SerpinB2基因在T细胞耗竭中的作用及机制研究

T cell exhaustion is a state of dysfunction that commonly occurs during chronic infections and cancer due to the persistence of antigen and inflammation，which is a main obstacle for the treatment of tumor immunotherapy. Exhausted T cell has an epigenetic map that is different from the effector and memory T cell, leading to the unsustainability of the immune checkpoint inhibitors (anti-PD1/PDL-1, anti-CTLA4) in reversing the T cells exhaustion and the the mechanism of T cell exhaustion is still unclear. Our previous studies have confirmed that leukemia-derived microvesicles (MV) can induce T cell exhaustion via miRNAs dilivery.
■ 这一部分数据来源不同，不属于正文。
//! AST node definitions for the C51 parser
//!
//! Every node carries the 1-based source line it started on, for diagnostics.
//! Nodes are immutable once built and form a tree: each child is owned by
//! exactly one parent.

use crate::token::TokenKind;
use std::fmt;

/// Binary operators, including the compound-assignment forms that the
/// expression parser folds into the right-hand side of an [`AstNode::Assignment`].
#[derive(Debug, Clone, Copy, PartialEq, Eq)]
pub enum BinOp {
    // Arithmetic
    Add,
    Sub,
    Mul,
    Div,
    Mod,
    // Comparison
    Eq,
    Ne,
    Lt,
    Le,
    Gt,
    Ge,
    // Logical
    And,
    Or,
    // Bitwise
    BitAnd,
    BitOr,
    BitXor,
    // Compound assignment (kept verbatim when `f += 5` desugars)
    AddAssign,
    SubAssign,
    MulAssign,
    DivAssign,
    ModAssign,
    AndAssign,
    OrAssign,
    XorAssign,
}

impl BinOp {
    /// Binding strength for the precedence-climbing loop; higher binds
    /// tighter. Compound-assignment forms never appear here because
    /// assignment is parsed separately (right-associative).
    pub fn precedence(&self) -> u8 {
        match self {
            BinOp::Or => 1,
            BinOp::And => 2,
            BinOp::BitOr => 3,
            BinOp::BitXor => 4,
            BinOp::BitAnd => 5,
            BinOp::Eq | BinOp::Ne => 6,
            BinOp::Lt | BinOp::Le | BinOp::Gt | BinOp::Ge => 7,
            BinOp::Add | BinOp::Sub => 8,
            BinOp::Mul | BinOp::Div | BinOp::Mod => 9,
            BinOp::AddAssign
            | BinOp::SubAssign
            | BinOp::MulAssign
            | BinOp::DivAssign
            | BinOp::ModAssign
            | BinOp::AndAssign
            | BinOp::OrAssign
            | BinOp::XorAssign => 0,
        }
    }

    /// Map a token kind to the plain binary operator it begins, if any.
    pub fn from_kind(kind: TokenKind) -> Option<BinOp> {
        let op = match kind {
            TokenKind::Plus => BinOp::Add,
            TokenKind::Minus => BinOp::Sub,
            TokenKind::Star => BinOp::Mul,
            TokenKind::Slash => BinOp::Div,
            TokenKind::Percent => BinOp::Mod,
            TokenKind::EqEq => BinOp::Eq,
            TokenKind::NotEq => BinOp::Ne,
            TokenKind::Lt => BinOp::Lt,
            TokenKind::Le => BinOp::Le,
            TokenKind::Gt => BinOp::Gt,
            TokenKind::Ge => BinOp::Ge,
            TokenKind::AndAnd => BinOp::And,
            TokenKind::OrOr => BinOp::Or,
            TokenKind::Amp => BinOp::BitAnd,
            TokenKind::Pipe => BinOp::BitOr,
            TokenKind::Caret => BinOp::BitXor,
            _ => return None,
        };
        Some(op)
    }

    /// Map a token kind to the compound-assignment operator it names, if any.
    pub fn compound_from_kind(kind: TokenKind) -> Option<BinOp> {
        let op = match kind {
            TokenKind::PlusEq => BinOp::AddAssign,
            TokenKind::MinusEq => BinOp::SubAssign,
            TokenKind::StarEq => BinOp::MulAssign,
            TokenKind::SlashEq => BinOp::DivAssign,
            TokenKind::PercentEq => BinOp::ModAssign,
            TokenKind::AmpEq => BinOp::AndAssign,
            TokenKind::PipeEq => BinOp::OrAssign,
            TokenKind::CaretEq => BinOp::XorAssign,
            _ => return None,
        };
        Some(op)
    }
}

impl fmt::Display for BinOp {
    fn fmt(&self, f: &mut fmt::Formatter<'_>) -> fmt::Result {
        let text = match self {
            BinOp::Add => "+",
            BinOp::Sub => "-",
            BinOp::Mul => "*",
            BinOp::Div => "/",
            BinOp::Mod => "%",
            BinOp::Eq => "==",
            BinOp::Ne => "!=",
            BinOp::Lt => "<",
            BinOp::Le => "<=",
            BinOp::Gt => ">",
            BinOp::Ge => ">=",
            BinOp::And => "&&",
            BinOp::Or => "||",
            BinOp::BitAnd => "&",
            BinOp::BitOr => "|",
            BinOp::BitXor => "^",
            BinOp::AddAssign => "+=",
            BinOp::SubAssign => "-=",
            BinOp::MulAssign => "*=",
            BinOp::DivAssign => "/=",
            BinOp::ModAssign => "%=",
            BinOp::AndAssign => "&=",
            BinOp::OrAssign => "|=",
            BinOp::XorAssign => "^=",
        };
        write!(f, "{text}")
    }
}

/// Unary operators. Whether the operator appeared before or after its
/// operand lives on the [`AstNode::UnaryOp`] node (`prefix` flag), so `++x`
/// and `x++` share [`UnOp::Inc`].
#[derive(Debug, Clone, Copy, PartialEq, Eq)]
pub enum UnOp {
    Inc,    // ++
    Dec,    // --
    Not,    // !
    BitNot, // ~
    Neg,    // -
    AddrOf, // &
    Deref,  // *
}

impl fmt::Display for UnOp {
    fn fmt(&self, f: &mut fmt::Formatter<'_>) -> fmt::Result {
        let text = match self {
            UnOp::Inc => "++",
            UnOp::Dec => "--",
            UnOp::Not => "!",
            UnOp::BitNot => "~",
            UnOp::Neg => "-",
            UnOp::AddrOf => "&",
            UnOp::Deref => "*",
        };
        write!(f, "{text}")
    }
}

/// Function parameter: a type keyword and a name.
#[derive(Debug, Clone, PartialEq, Eq)]
pub struct Param {
    pub data_type: String,
    pub name: String,
}

/// Label of one `switch` arm: a literal lexeme or the `default` fallback.
#[derive(Debug, Clone, PartialEq, Eq)]
pub enum CaseLabel {
    Literal(String),
    Default,
}

/// One arm of a `switch` statement.
#[derive(Debug, Clone, PartialEq, Eq)]
pub struct SwitchCase {
    pub label: CaseLabel,
    pub body: Vec<AstNode>,
    pub line: usize,
}

/// AST nodes for the C51 dialect: statements, expressions, and declarations.
///
/// Erroneous regions of the input appear as [`AstNode::Error`] nodes so a
/// single pass can report every syntax error without aborting.
#[derive(Debug, Clone, PartialEq, Eq)]
pub enum AstNode {
    // Expressions
    Identifier {
        name: String,
        line: usize,
    },
    /// Literal lexeme kept verbatim; numeric interpretation is deferred to
    /// later phases.
    Literal {
        value: String,
        line: usize,
    },
    BinaryOp {
        op: BinOp,
        left: Box<AstNode>,
        right: Box<AstNode>,
        line: usize,
    },
    UnaryOp {
        op: UnOp,
        operand: Box<AstNode>,
        prefix: bool,
        line: usize,
    },
    /// `left` is always an identifier in this grammar. A compound form such
    /// as `f += 5` keeps `right` as `BinaryOp { op: AddAssign, left: f,
    /// right: 5 }`, mirroring its expansion.
    Assignment {
        left: Box<AstNode>,
        right: Box<AstNode>,
        line: usize,
    },

    // Statements
    Block {
        statements: Vec<AstNode>,
        line: usize,
    },
    If {
        condition: Box<AstNode>,
        body: Box<AstNode>,
        else_body: Option<Box<AstNode>>,
        line: usize,
    },
    While {
        condition: Box<AstNode>,
        body: Box<AstNode>,
        line: usize,
    },
    /// `min_iterations` is always 1: the body runs before the first
    /// condition check.
    DoWhile {
        body: Box<AstNode>,
        condition: Box<AstNode>,
        min_iterations: u32,
        line: usize,
    },
    For {
        init: Option<Box<AstNode>>,
        condition: Option<Box<AstNode>>,
        increment: Option<Box<AstNode>>,
        body: Box<AstNode>,
        line: usize,
    },
    /// At most one [`CaseLabel::Default`] arm; it need not be last but is
    /// the fallback match.
    Switch {
        condition: Box<AstNode>,
        cases: Vec<SwitchCase>,
        line: usize,
    },
    Break {
        line: usize,
    },
    Continue {
        line: usize,
    },
    Goto {
        label: String,
        line: usize,
    },
    Label {
        name: String,
        line: usize,
    },
    Return {
        expression: Option<Box<AstNode>>,
        line: usize,
    },

    // Declarations
    TypeDecl {
        data_type: String,
        name: String,
        init: Option<Box<AstNode>>,
        line: usize,
    },
    ConstDecl {
        data_type: String,
        name: String,
        value: String,
        line: usize,
    },
    SbitDecl {
        name: String,
        bit: u32,
        line: usize,
    },
    /// The SFR address keeps its hex lexeme verbatim (`"0x80"`).
    SfrDecl {
        name: String,
        address: String,
        line: usize,
    },
    FunctionDecl {
        return_type: String,
        name: String,
        parameters: Vec<Param>,
        interrupt: Option<u32>,
        body: Option<Box<AstNode>>,
        line: usize,
    },

    /// Placeholder produced by panic-mode recovery.
    Error {
        message: String,
        line: usize,
    },
}

impl AstNode {
    /// Source line this node started on.
    pub fn line(&self) -> usize {
        match self {
            AstNode::Identifier { line, .. }
            | AstNode::Literal { line, .. }
            | AstNode::BinaryOp { line, .. }
            | AstNode::UnaryOp { line, .. }
            | AstNode::Assignment { line, .. }
            | AstNode::Block { line, .. }
            | AstNode::If { line, .. }
            | AstNode::While { line, .. }
            | AstNode::DoWhile { line, .. }
            | AstNode::For { line, .. }
            | AstNode::Switch { line, .. }
            | AstNode::Break { line }
            | AstNode::Continue { line }
            | AstNode::Goto { line, .. }
            | AstNode::Label { line, .. }
            | AstNode::Return { line, .. }
            | AstNode::TypeDecl { line, .. }
            | AstNode::ConstDecl { line, .. }
            | AstNode::SbitDecl { line, .. }
            | AstNode::SfrDecl { line, .. }
            | AstNode::FunctionDecl { line, .. }
            | AstNode::Error { line, .. } => *line,
        }
    }

    /// True for recovery placeholders.
    pub fn is_error(&self) -> bool {
        matches!(self, AstNode::Error { .. })
    }
}

/// Root of a parse: the ordered top-level declarations and statements.
#[derive(Debug, Clone, Default, PartialEq, Eq)]
pub struct Program {
    pub nodes: Vec<AstNode>,
}

impl Program {
    pub fn new() -> Self {
        Program::default()
    }
}

#[cfg(test)]
mod tests {
    use super::*;

    #[test]
    fn test_precedence_ordering() {
        // `&` binds tighter than `|`, `*` tighter than `+`.
        assert!(BinOp::BitAnd.precedence() > BinOp::BitOr.precedence());
        assert!(BinOp::Mul.precedence() > BinOp::Add.precedence());
        assert!(BinOp::Add.precedence() > BinOp::Lt.precedence());
        assert!(BinOp::Eq.precedence() > BinOp::BitAnd.precedence());
        assert!(BinOp::And.precedence() > BinOp::Or.precedence());
    }

    #[test]
    fn test_compound_operator_display() {
        assert_eq!(BinOp::AddAssign.to_string(), "+=");
        assert_eq!(BinOp::XorAssign.to_string(), "^=");
    }

    #[test]
    fn test_node_line() {
        let node = AstNode::Goto {
            label: "done".into(),
            line: 12,
        };
        assert_eq!(node.line(), 12);
    }
}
During the induction process, Sequencing and bioinformatics analyses revealed that the NF-κB pathway related genes in the exhausted T cells were generally down regulated, and SerpinB2, serves as a negative feedback mechanism to avoid active-induced apoptosis and dysfunction, was also down-regulate and might contribute to the T cell exhaustion. Recent studies have implicated the important role of SerpinB2 in the regulation of Th1 and Th2 immune responses. Based on previous studies, we will further study the mechanism of SerpinB2 in the development of T cell exhaustion. It is emphasized that SerpinB2 can affect T cell exhaustion by regulating NF-κB pathway. The study will help to find out the underlying mechanism of T cell exhaustion in tumor microenvironment. SerpinB2 is expected to become a new therapeutic target for solving the key problem of T cell exhaustion.

T细胞耗竭是在慢性感染或肿瘤时出现的T细胞功能失调状态。近年来来大量旨在逆转T细胞耗竭的研究取得一定疗效，例如抗PD-1/PDL-1、抗CTLA4等免疫检查点阻断剂已用于治疗各类肿瘤，但是有效率低一直是这种新型免疫疗法的死穴。根本原因在于未能明确T细胞耗竭的关键机制。申请人课题组前期研究发现白血病微泡能够诱导T细胞耗竭，且对诱导过程中T细胞基因表达谱测序分析发现，耗竭T细胞NF-κB通路相关基因普遍下调，其中SrpinB2下调较为明显，对NF-κB通路具有负反馈调节作用。本课题拟在前期研究基础上，进一步研究SrpinB2在T细胞耗竭中的作用，重点证明SerpinB2通过表观遗传学修饰负反馈调控NF-κB信号通路，导致T细胞耗竭。本课题的完成，有助于发现肿瘤微环境中T细胞耗竭的深层机制，SerpinB2可作为监测T细胞功能状态的有效指标，有望成为解决T细胞耗竭这一难题的靶点。

免疫治疗是目前肿瘤领域的研究热点，尽管已在部分肿瘤展示了优异的疗效，但T细胞耗竭仍是限制免疫治疗疗效的关键卡脖子问题。申请人前期发现，微泡(MV)是一种在细胞间传递表观调控因子的新型交流方式，肿瘤来源MV能够诱导T细胞耗竭，本课题拟在前期工作基础上进一步探索SerpinB2等基因在T细胞耗竭中的作用。项目执行过程中，申请人对研究对象进行了小幅度调整，不仅聚焦单纯T细胞，而是将嵌合抗原受体T细胞(CAR-T)一并纳入研究，后者拥有更为直接的临床转化意义。通过本项目的资助，课题组首先基于长期关注的慢性髓性白血病干细胞表面的特有免疫表型分子进行了分析，选择了CD26与CD44v6两种分子分别构建了新型CAR-T产品，并在体内外验证了其对靶细胞的杀伤活性。在此基础上，证明肿瘤MV同样能够诱导经典的CD19 CAR-T以及上述新型CAR-T产品出现耗竭，导致体内外杀伤功能下降，细胞因子分泌水平下降。单细胞测序提示，肿瘤MV能够导致CAR-T细胞记忆亚型下降，效应亚型出现明显耗竭表型，其内在机制改变涉及核因子(NF-κB)水平下降，SerpinB2等上游分子水平同样下降。此外，申请人还基于代谢组学，初步探索了CAR-T细胞分泌的组胺对后续细胞因子释放综合征以及耗竭的影响。本课题的完成，有助于解析CAR-T细胞耗竭的全新机制，肿瘤MV的数目及内容物有望成为评判T细胞耗竭重要指标，为进一步促进和改善CAR-T的临床疗效提供优秀的前期基础。本项目共资助发表SCI论文6篇，包括Leukemia, Clinical and translational medicine等杂志，大于10分两篇，大于5分的1篇，明确标注受本项目资助。共毕业博士生2名，即将毕业博士1名；毕业硕士一名，形成博士论文2篇，硕士论文1篇，即将毕业博士论文1篇，团队成员基于本项目获得自然基金青年基金资助一项。